Interpretation: Option value is convex in stock price.

Gamma formula:

\[ \Gamma = \frac{1}{S\sigma\sqrt{T}}\frac{1}{\sqrt{2\pi}}e^{-d_1^2/2} > 0 \]

Implication:

Options benefit from large stock price moves in either direction
Delta increases as stock rises (accelerating gains)
Delta decreases as stock falls (decelerating losses)

Put gamma: From put-call parity,

\[ \Gamma_{\text{put}} = \Gamma_{\text{call}} \]

Both calls and puts have the same gamma.

2. Graphical Interpretation¶

The option value curve $C(S)$ is:

Concave up (shaped like ⌣)
Slope (delta) increases with $S$
Tangent line always lies below the curve

This convexity property is fundamental to option hedging and risk management.

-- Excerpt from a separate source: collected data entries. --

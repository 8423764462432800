//! 进程控制抽象
//!
//! 每个阶段运行在独立的操作系统进程中：阶段崩溃不会破坏其他阶段的进程内状态。
//! 编排器只通过 [`ProcessControl`] 操作进程，测试中可以替换为虚拟实现。

use std::fmt;
use std::path::PathBuf;
use std::process::{Child, Command, ExitStatus};
use std::time::{Duration, Instant};

use tracing::debug;

use crate::error::ScenarioError;

/// 一个阶段的启动描述
#[derive(Debug, Clone, PartialEq, Eq)]
pub struct StageSpec {
    pub name: String,
    pub program: PathBuf,
    pub args: Vec<String>,
    /// `None` 表示一直等到阶段自行结束
    pub timeout: Option<Duration>,
}

impl StageSpec {
    pub fn new(name: impl Into<String>, program: impl Into<PathBuf>) -> Self {
        Self {
            name: name.into(),
            program: program.into(),
            args: Vec::new(),
            timeout: None,
        }
    }

    pub fn args<I, S>(mut self, args: I) -> Self
    where
        I: IntoIterator<Item = S>,
        S: Into<String>,
    {
        self.args.extend(args.into_iter().map(Into::into));
        self
    }

    pub fn timeout(mut self, timeout: Option<Duration>) -> Self {
        self.timeout = timeout;
        self
    }

    /// 可读的命令行（日志 / dry-run 用）
    pub fn command_line(&self) -> String {
        let mut line = self.program.display().to_string();
        for arg in &self.args {
            line.push(' ');
            line.push_str(arg);
        }
        line
    }
}

/// 进程退出信息
#[derive(Debug, Clone, Copy, PartialEq, Eq)]
pub struct ExitInfo {
    /// 退出码（被信号终止时为 `None`）
    pub code: Option<i32>,
    /// 终止信号（仅 Unix）
    pub signal: Option<i32>,
}

impl ExitInfo {
    pub fn success(&self) -> bool {
        self.code == Some(0)
    }
}

impl From<ExitStatus> for ExitInfo {
    fn from(status: ExitStatus) -> Self {
        #[cfg(unix)]
        let signal = {
            use std::os::unix::process::ExitStatusExt;
            status.signal()
        };
        #[cfg(not(unix))]
        let signal = None;

        Self {
            code: status.code(),
            signal,
        }
    }
}

impl fmt::Display for ExitInfo {
    fn fmt(&self, f: &mut fmt::Formatter<'_>) -> fmt::Result {
        match (self.code, self.signal) {
            (Some(code), _) => write!(f, "exit code {}", code),
            (None, Some(signal)) => write!(f, "signal {}", signal),
            (None, None) => write!(f, "unknown exit status"),
        }
    }
}

/// 等待结果
#[derive(Debug, Clone, Copy, PartialEq, Eq)]
pub enum WaitStatus {
    Exited(ExitInfo),
    /// 在给定时间内没有退出
    TimedOut,
}

/// 进程控制接口
pub trait ProcessControl {
    type Handle;

    fn spawn(&mut self, stage: &StageSpec) -> Result<Self::Handle, ScenarioError>;

    /// 等待进程退出；`timeout = None` 时一直阻塞
    fn wait(
        &mut self,
        handle: &mut Self::Handle,
        timeout: Option<Duration>,
    ) -> Result<WaitStatus, ScenarioError>;

    /// 请求优雅退出
    fn terminate(&mut self, handle: &mut Self::Handle) -> Result<(), ScenarioError>;

    /// 强制结束
    fn kill(&mut self, handle: &mut Self::Handle) -> Result<(), ScenarioError>;
}

/// 基于 `std::process` 的实现
///
/// 优雅退出在 Unix 上发送 `SIGTERM`（阶段进程的 Ctrl+C 处理器会先回到安全姿态），
/// 其他平台直接强制结束。
#[derive(Debug, Clone)]
pub struct OsProcessControl {
    poll_interval: Duration,
}

impl OsProcessControl {
    pub fn new(poll_interval: Duration) -> Self {
        Self { poll_interval }
    }
}

impl Default for OsProcessControl {
    fn default() -> Self {
        Self::new(Duration::from_millis(10))
    }
}

impl ProcessControl for OsProcessControl {
    type Handle = Child;

    fn spawn(&mut self, stage: &StageSpec) -> Result<Child, ScenarioError> {
        debug!("spawn: {}", stage.command_line());
        Command::new(&stage.program)
            .args(&stage.args)
            .spawn()
            .map_err(|source| ScenarioError::Spawn {
                stage: stage.name.clone(),
                source,
            })
    }

    fn wait(
        &mut self,
        child: &mut Child,
        timeout: Option<Duration>,
    ) -> Result<WaitStatus, ScenarioError> {
        let Some(timeout) = timeout else {
            return Ok(WaitStatus::Exited(child.wait()?.into()));
        };

        let deadline = Instant::now() + timeout;
        loop {
            if let Some(status) = child.try_wait()? {
                return Ok(WaitStatus::Exited(status.into()));
            }
            let now = Instant::now();
            if now >= deadline {
                return Ok(WaitStatus::TimedOut);
            }
            std::thread::sleep(self.poll_interval.min(deadline - now));
        }
    }

    #[cfg(unix)]
    fn terminate(&mut self, child: &mut Child) -> Result<(), ScenarioError> {
        use nix::errno::Errno;
        use nix::sys::signal::{Signal, kill};
        use nix::unistd::Pid;

        let pid = child.id();
        match kill(Pid::from_raw(pid as i32), Signal::SIGTERM) {
            Ok(()) | Err(Errno::ESRCH) => Ok(()),
            Err(e) => Err(ScenarioError::Signal {
                pid,
                reason: e.to_string(),
            }),
        }
    }

    #[cfg(not(unix))]
    fn terminate(&mut self, child: &mut Child) -> Result<(), ScenarioError> {
        self.kill(child)
    }

    fn kill(&mut self, child: &mut Child) -> Result<(), ScenarioError> {
        child.kill().map_err(|e| ScenarioError::Signal {
            pid: child.id(),
            reason: e.to_string(),
        })
    }
}

#[cfg(test)]
mod tests {
    use super::*;

    #[test]
    fn test_stage_spec_builder() {
        let stage = StageSpec::new("turn-left", "/usr/bin/picar-cli")
            .args(["turn", "left"])
            .timeout(Some(Duration::from_millis(1500)));
        assert_eq!(stage.command_line(), "/usr/bin/picar-cli turn left");
        assert_eq!(stage.timeout, Some(Duration::from_millis(1500)));
    }

    #[test]
    fn test_exit_info_display() {
        let ok = ExitInfo {
            code: Some(0),
            signal: None,
        };
        assert!(ok.success());
        assert_eq!(ok.to_string(), "exit code 0");

        let killed = ExitInfo {
            code: None,
            signal: Some(9),
        };
        assert!(!killed.success());
        assert_eq!(killed.to_string(), "signal 9");
    }
}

Convexity in Strike (Butterfly Spread)¶

1. Butterfly Constraint¶

For strikes $K_1 < K_2 < K_3$ with $K_2 - K_1 = K_3 - K_2 = \Delta K$:

\[ \boxed{C(K_2) \leq \frac{C(K_1) + C(K_3)}{2}} \]

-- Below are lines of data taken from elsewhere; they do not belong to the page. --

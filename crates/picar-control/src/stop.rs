//! 外部停止信号

use std::sync::Arc;
use std::sync::atomic::{AtomicBool, Ordering};

/// 协作式停止标志
///
/// 克隆共享同一个标志；通常由 Ctrl+C 处理器置位，控制循环每个 tick 检查一次。
#[derive(Debug, Clone, Default)]
pub struct StopFlag(Arc<AtomicBool>);

impl StopFlag {
    pub fn new() -> Self {
        Self::default()
    }

    /// 请求停止
    pub fn raise(&self) {
        self.0.store(true, Ordering::SeqCst);
    }

    pub fn is_raised(&self) -> bool {
        self.0.load(Ordering::SeqCst)
    }

    /// 底层原子标志（供信号处理器等外部代码共享）
    pub fn as_atomic(&self) -> Arc<AtomicBool> {
        self.0.clone()
    }
}

impl From<Arc<AtomicBool>> for StopFlag {
    fn from(flag: Arc<AtomicBool>) -> Self {
        Self(flag)
    }
}
//! 递送场景命令
//!
//! 每个阶段都以本程序的子命令作为独立进程运行，由编排器统一处理超时升级。

use anyhow::{Context, Result};
use clap::Args;
use picar_hal::SystemClock;
use picar_scenario::{Orchestrator, OsProcessControl, ScenarioPlan, ScenarioReport, StageOutcome};
use tracing::info;

use super::{Completion, RunContext};

/// 场景命令参数
#[derive(Args, Debug)]
pub struct ScenarioCommand {
    /// 先执行抓取阶段
    #[arg(long)]
    pub with_pick: bool,

    /// 只打印阶段计划，不运行
    #[arg(long)]
    pub dry_run: bool,
}

impl ScenarioCommand {
    /// 构建阶段计划
    pub fn plan(&self, ctx: &RunContext) -> Result<ScenarioPlan> {
        let program = std::env::current_exe().context("无法确定当前可执行文件路径")?;
        let global_args = ctx.global_args();
        let scenario = &ctx.config.scenario;
        Ok(if self.with_pick {
            ScenarioPlan::full_cycle(program, &global_args, scenario)
        } else {
            ScenarioPlan::delivery(program, &global_args, scenario)
        })
    }

    pub fn execute(&self, ctx: &RunContext) -> Result<Completion> {
        let plan = self.plan(ctx)?;

        if self.dry_run {
            println!("📋 场景 `{}`（{} 个阶段）", plan.name, plan.stages.len());
            for (index, stage) in plan.stages.iter().enumerate() {
                let timeout = stage
                    .timeout
                    .map(|t| format!("{:?}", t))
                    .unwrap_or_else(|| "-".to_string());
                println!(
                    "  {}. {:<22} timeout={:<6} {}",
                    index + 1,
                    stage.name,
                    timeout,
                    stage.command_line()
                );
            }
            return Ok(Completion::Done);
        }

        info!("Running scenario with config from {}", ctx.source);
        let process = OsProcessControl::new(ctx.config.scenario.poll());
        let mut orchestrator =
            Orchestrator::from_config(process, SystemClock::new(), &ctx.config.scenario);
        let report = orchestrator.run_scenario(&plan, &ctx.stop);
        print_report(&report);

        if report.aborted {
            return Ok(Completion::Interrupted);
        }
        anyhow::ensure!(report.all_ok(), "场景 `{}` 未能全部完成", plan.name);
        Ok(Completion::Done)
    }
}

fn print_report(report: &ScenarioReport) {
    println!("📊 场景报告:");
    for stage in &report.stages {
        let mark = match stage.outcome {
            StageOutcome::Completed => "✅",
            StageOutcome::TimedOut { killed: false } => "⏱️",
            StageOutcome::TimedOut { killed: true } => "⚠️",
            StageOutcome::Aborted => "🛑",
            StageOutcome::Failed { .. } | StageOutcome::SpawnFailed => "❌",
        };
        println!(
            "  {} {:<22} {:?} ({:.1}s)",
            mark,
            stage.name,
            stage.outcome,
            stage.elapsed.as_secs_f64()
        );
    }
}

#[cfg(test)]
mod tests {
    use super::*;
    use picar_control::{RobotConfig, RobotVariant, StopFlag};

    use crate::settings::ConfigSource;

    #[test]
    fn test_plan_forwards_variant_to_every_stage() {
        let ctx = RunContext {
            config: RobotConfig::preset(RobotVariant::Mk2),
            source: ConfigSource::Preset(RobotVariant::Mk2),
            stop: StopFlag::new(),
        };
        let cmd = ScenarioCommand {
            with_pick: true,
            dry_run: true,
        };
        let plan = cmd.plan(&ctx).unwrap();
        assert_eq!(plan.stages.len(), 6);
        assert!(
            plan.stages
                .iter()
                .all(|s| s.args.starts_with(&["--variant".to_string(), "mk2".to_string()]))
        );
    }
}
//! 配置文件读写

use std::fs;

use picar_control::{ConfigError, CrossAction, RobotConfig, RobotVariant};
use tempfile::TempDir;

#[test]
fn save_and_load_preserves_preset() {
    let dir = TempDir::new().unwrap();
    let path = dir.path().join("robot.toml");

    let config = RobotConfig::preset(RobotVariant::Mk2);
    config.save(&path).unwrap();
    let loaded = RobotConfig::load(&path).unwrap();

    assert_eq!(loaded, config);
    assert_eq!(loaded.hardware.line_pins.left, 22);
    assert!(loaded.hardware.motors.iter().all(|m| m.inverted));
}

#[test]
fn partial_file_keeps_defaults() {
    let dir = TempDir::new().unwrap();
    let path = dir.path().join("robot.toml");
    fs::write(
        &path,
        r#"
[line]
base_speed = 0.3
backward_cross = "pause"

[scenario]
backward_follow_ms = 3500
"#,
    )
    .unwrap();

    let config = RobotConfig::load(&path).unwrap();
    assert_eq!(config.line.base_speed, 0.3);
    assert_eq!(config.line.backward_cross, CrossAction::Pause);
    assert_eq!(config.line.kp, 34.0);
    assert_eq!(config.scenario.backward_follow_ms, Some(3500));
    assert_eq!(config.scenario.forward_follow_ms, Some(2000));
}

#[test]
fn missing_file_is_io_error() {
    let dir = TempDir::new().unwrap();
    let err = RobotConfig::load(dir.path().join("absent.toml")).unwrap_err();
    assert!(matches!(err, ConfigError::Io(_)));
}

#[test]
fn invalid_values_are_rejected_on_load() {
    let dir = TempDir::new().unwrap();
    let path = dir.path().join("robot.toml");
    fs::write(&path, "[line]\nmin_speed = 1.5\n").unwrap();

    let err = RobotConfig::load(&path).unwrap_err();
    assert!(format!("{}", err).contains("line.min_speed"), "{}", err);
}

Interpretation: Call prices are convex (downward) in strike.

Proof: Consider a butterfly spread: - Buy 1 call at $K_1$ - Sell 2 calls at $K_2$ - Buy 1 call at $K_3$

Cost:

\[ \text{Cost} = C(K_1) - 2C(K_2) + C(K_3) \]

Payoff: Non-negative in all states (can verify by cases).

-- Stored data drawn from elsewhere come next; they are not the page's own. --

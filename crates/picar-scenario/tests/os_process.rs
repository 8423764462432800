//! 真实子进程上的超时升级（仅 Unix）

#![cfg(unix)]

use std::time::Duration;

use picar_control::StopFlag;
use picar_hal::SystemClock;
use picar_scenario::{
    EscalationPolicy, OsProcessControl, Orchestrator, ScenarioPlan, StageOutcome, StageSpec,
};

fn orchestrator() -> Orchestrator<OsProcessControl, SystemClock> {
    Orchestrator::new(OsProcessControl::default(), SystemClock::new())
        .with_policy(EscalationPolicy {
            grace: Duration::from_millis(300),
        })
        .with_settle(Duration::ZERO)
        .with_poll(Duration::from_millis(20))
}

fn sh(name: &str, script: &str) -> StageSpec {
    StageSpec::new(name, "/bin/sh").args(["-c", script])
}

#[test]
fn exit_codes_are_reported() {
    let mut orch = orchestrator();
    assert_eq!(
        orch.run_stage(&sh("ok", "exit 0"), &StopFlag::new()),
        StageOutcome::Completed
    );
    assert_eq!(
        orch.run_stage(&sh("fail", "exit 3"), &StopFlag::new()),
        StageOutcome::Failed { code: Some(3) }
    );
}

#[test]
fn timed_out_stage_exits_on_sigterm() {
    let mut orch = orchestrator();
    let stage = sh("sleepy", "exec sleep 5").timeout(Some(Duration::from_millis(200)));
    assert_eq!(
        orch.run_stage(&stage, &StopFlag::new()),
        StageOutcome::TimedOut { killed: false }
    );
}

#[test]
fn stage_ignoring_sigterm_is_killed() {
    let mut orch = orchestrator();
    let stage = sh("stubborn", "trap '' TERM; while true; do sleep 0.05; done")
        .timeout(Some(Duration::from_millis(200)));
    assert_eq!(
        orch.run_stage(&stage, &StopFlag::new()),
        StageOutcome::TimedOut { killed: true }
    );
}

#[test]
fn missing_program_is_spawn_failure() {
    let mut orch = orchestrator();
    let plan = ScenarioPlan::new(
        "missing",
        vec![
            StageSpec::new("ghost", "/nonexistent/picar-stage"),
            sh("after", "exit 0"),
        ],
    );
    let report = orch.run_scenario(&plan, &StopFlag::new());
    assert_eq!(report.stages[0].outcome, StageOutcome::SpawnFailed);
    assert_eq!(report.stages[1].outcome, StageOutcome::Completed);
}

No-arbitrage: Since payoff $\geq 0$, cost must be $\geq 0$:

\[ C(K_1) - 2C(K_2) + C(K_3) \geq 0 \]

Rearranging:

\[ C(K_2) \leq \frac{C(K_1) + C(K_3)}{2} \]

This is the convexity constraint for call prices. ✓

2. Continuous Version¶

For infinitesimally close strikes:

\[ \frac{\partial^2 C}{\partial K^2} \geq 0 \]

From Black-Scholes:

\[ \frac{\partial^2 C}{\partial K^2} = e^{-rT}\frac{\mathcal{N}'(d_2)}{K\sigma\sqrt{T}} > 0 \]

Strict convexity holds. ✓

Calendar Spread Inequality¶

1. Time Spread Constraint¶

For maturities $T_1 < T_2$ with identical strike $K$:

\[ \boxed{C(S, T_1) \leq C(S, T_2)} \]

Interpretation: Longer-dated calls are always worth at least as much as shorter-dated calls.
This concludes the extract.